Exercise:
Lines from the listing that hold the string "weighted" are what you should return.

Data for the task:
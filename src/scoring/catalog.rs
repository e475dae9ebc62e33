use crate::errors::{ScoringError, ScoringResult};
use crate::types::MetricDefinition;
use std::collections::HashMap;

/// Top of the raw metric scale. Every metric is rated 0..=10.
pub const METRIC_SCALE_MAX: f64 = 10.0;

/// Built-in scoring model: (key, weight, reverse).
const DEFAULT_METRICS: &[(&str, f64, bool)] = &[
    ("moat_score", 10.0, false),
    ("barriers_score", 10.0, false),
    ("disruption_risk", 10.0, true),
    ("switching_cost", 10.0, false),
    ("brand_strength", 10.0, false),
    ("competition_intensity", 10.0, true),
    ("network_effect", 10.0, false),
    ("product_differentiation", 10.0, false),
    ("innovativeness_score", 10.0, false),
    ("growth_opportunity", 10.0, false),
    ("riskiness_score", 10.0, true),
    ("pricing_power", 10.0, false),
    ("ambition_score", 10.0, false),
    ("bargaining_power_of_customers", 10.0, true),
    ("bargaining_power_of_suppliers", 10.0, true),
    ("product_quality_score", 10.0, false),
    ("culture_employee_satisfaction_score", 10.0, false),
    ("trailblazer_score", 10.0, false),
    ("management_quality_score", 10.0, false),
    ("ai_knowledge_score", 10.0, false),
    ("size_well_known_score", 19.31, true),
    ("ethical_healthy_environmental_score", 10.0, false),
    ("long_term_orientation_score", 10.0, false),
];

/// Immutable metric registry. Built once per batch run and shared by reference.
/// Iteration order is definition order; every key appears exactly once.
#[derive(Debug, Clone)]
pub struct MetricCatalog {
    definitions: Vec<MetricDefinition>,
    index: HashMap<String, usize>,
}

impl MetricCatalog {
    pub fn new(definitions: Vec<MetricDefinition>) -> ScoringResult<Self> {
        let mut index = HashMap::with_capacity(definitions.len());
        for (i, def) in definitions.iter().enumerate() {
            if !def.weight.is_finite() {
                return Err(ScoringError::InvalidWeight {
                    key: def.key.clone(),
                    weight: def.weight,
                });
            }
            if index.insert(def.key.clone(), i).is_some() {
                return Err(ScoringError::DuplicateMetric(def.key.clone()));
            }
        }
        Ok(Self { definitions, index })
    }

    /// Parse a JSON array of `{"key", "weight", "reverse"}` objects.
    pub fn from_json(json: &str) -> ScoringResult<Self> {
        let definitions: Vec<MetricDefinition> = serde_json::from_str(json)?;
        Self::new(definitions)
    }

    pub fn definition_of(&self, key: &str) -> Option<&MetricDefinition> {
        self.index.get(key).map(|&i| &self.definitions[i])
    }

    /// Unknown metrics weigh nothing.
    #[inline]
    pub fn weight_of(&self, key: &str) -> f64 {
        self.definition_of(key).map_or(0.0, |d| d.weight)
    }

    /// Unknown metrics read in the normal direction.
    #[inline]
    pub fn is_reverse(&self, key: &str) -> bool {
        self.definition_of(key).is_some_and(|d| d.reverse)
    }

    pub fn iter(&self) -> impl Iterator<Item = &MetricDefinition> {
        self.definitions.iter()
    }

    pub fn len(&self) -> usize {
        self.definitions.len()
    }

    pub fn is_empty(&self) -> bool {
        self.definitions.is_empty()
    }

    /// Theoretical maximum total: every positively weighted metric at the top
    /// of the scale.
    pub fn max_score(&self) -> f64 {
        self.definitions
            .iter()
            .filter(|d| d.weight > 0.0)
            .map(|d| d.weight * METRIC_SCALE_MAX)
            .sum()
    }

    /// Copy with one metric re-weighted. `None` if the key is unknown.
    pub fn with_weight(&self, key: &str, weight: f64) -> Option<Self> {
        let &i = self.index.get(key)?;
        let mut copy = self.clone();
        copy.definitions[i].weight = weight;
        Some(copy)
    }
}

impl Default for MetricCatalog {
    fn default() -> Self {
        let definitions: Vec<MetricDefinition> = DEFAULT_METRICS
            .iter()
            .map(|&(key, weight, reverse)| MetricDefinition::new(key, weight, reverse))
            .collect();
        let index = definitions
            .iter()
            .enumerate()
            .map(|(i, d)| (d.key.clone(), i))
            .collect();
        Self { definitions, index }
    }
}

#[cfg(test)]
mod tests {
    use super::*;

    #[test]
    fn test_default_catalog_is_consistent() {
        let cat = MetricCatalog::default();
        assert_eq!(cat.len(), DEFAULT_METRICS.len());
        // Re-validating the built-in table must succeed (no duplicates).
        assert!(MetricCatalog::new(cat.iter().cloned().collect()).is_ok());
        assert!(cat.is_reverse("disruption_risk"));
        assert!(!cat.is_reverse("moat_score"));
        assert!((cat.weight_of("size_well_known_score") - 19.31).abs() < 1e-12);
    }

    #[test]
    fn test_unknown_metric_defaults() {
        let cat = MetricCatalog::default();
        assert!(cat.definition_of("not_a_metric").is_none());
        assert_eq!(cat.weight_of("not_a_metric"), 0.0);
        assert!(!cat.is_reverse("not_a_metric"));
    }

    #[test]
    fn test_duplicate_rejected() {
        let err = MetricCatalog::new(vec![
            MetricDefinition::new("a", 1.0, false),
            MetricDefinition::new("a", 2.0, true),
        ])
        .unwrap_err();
        assert!(matches!(err, ScoringError::DuplicateMetric(k) if k == "a"));
    }

    #[test]
    fn test_non_finite_weight_rejected() {
        let err = MetricCatalog::new(vec![MetricDefinition::new("a", f64::NAN, false)]).unwrap_err();
        assert!(matches!(err, ScoringError::InvalidWeight { .. }));
    }

    #[test]
    fn test_max_score_ignores_non_positive_weights() {
        let cat = MetricCatalog::new(vec![
            MetricDefinition::new("a", 10.0, false),
            MetricDefinition::new("b", 5.0, true),
            MetricDefinition::new("c", 0.0, false),
            MetricDefinition::new("d", -3.0, false),
        ])
        .unwrap();
        assert_eq!(cat.max_score(), 150.0);
    }

    #[test]
    fn test_from_json_and_reweight() {
        let cat = MetricCatalog::from_json(
            r#"[{"key": "a", "weight": 2.0}, {"key": "b", "weight": 1.0, "reverse": true}]"#,
        )
        .unwrap();
        assert!(!cat.is_reverse("a"));
        assert!(cat.is_reverse("b"));

        let rw = cat.with_weight("b", -4.0).unwrap();
        assert_eq!(rw.weight_of("b"), -4.0);
        assert_eq!(cat.weight_of("b"), 1.0, "original must be untouched");
        assert!(cat.with_weight("zzz", 1.0).is_none());
    }
}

Exercise solution:
    /// Theoretical maximum total: every positively weighted metric at the top
    /// Copy with one metric re-weighted. `None` if the key is unknown.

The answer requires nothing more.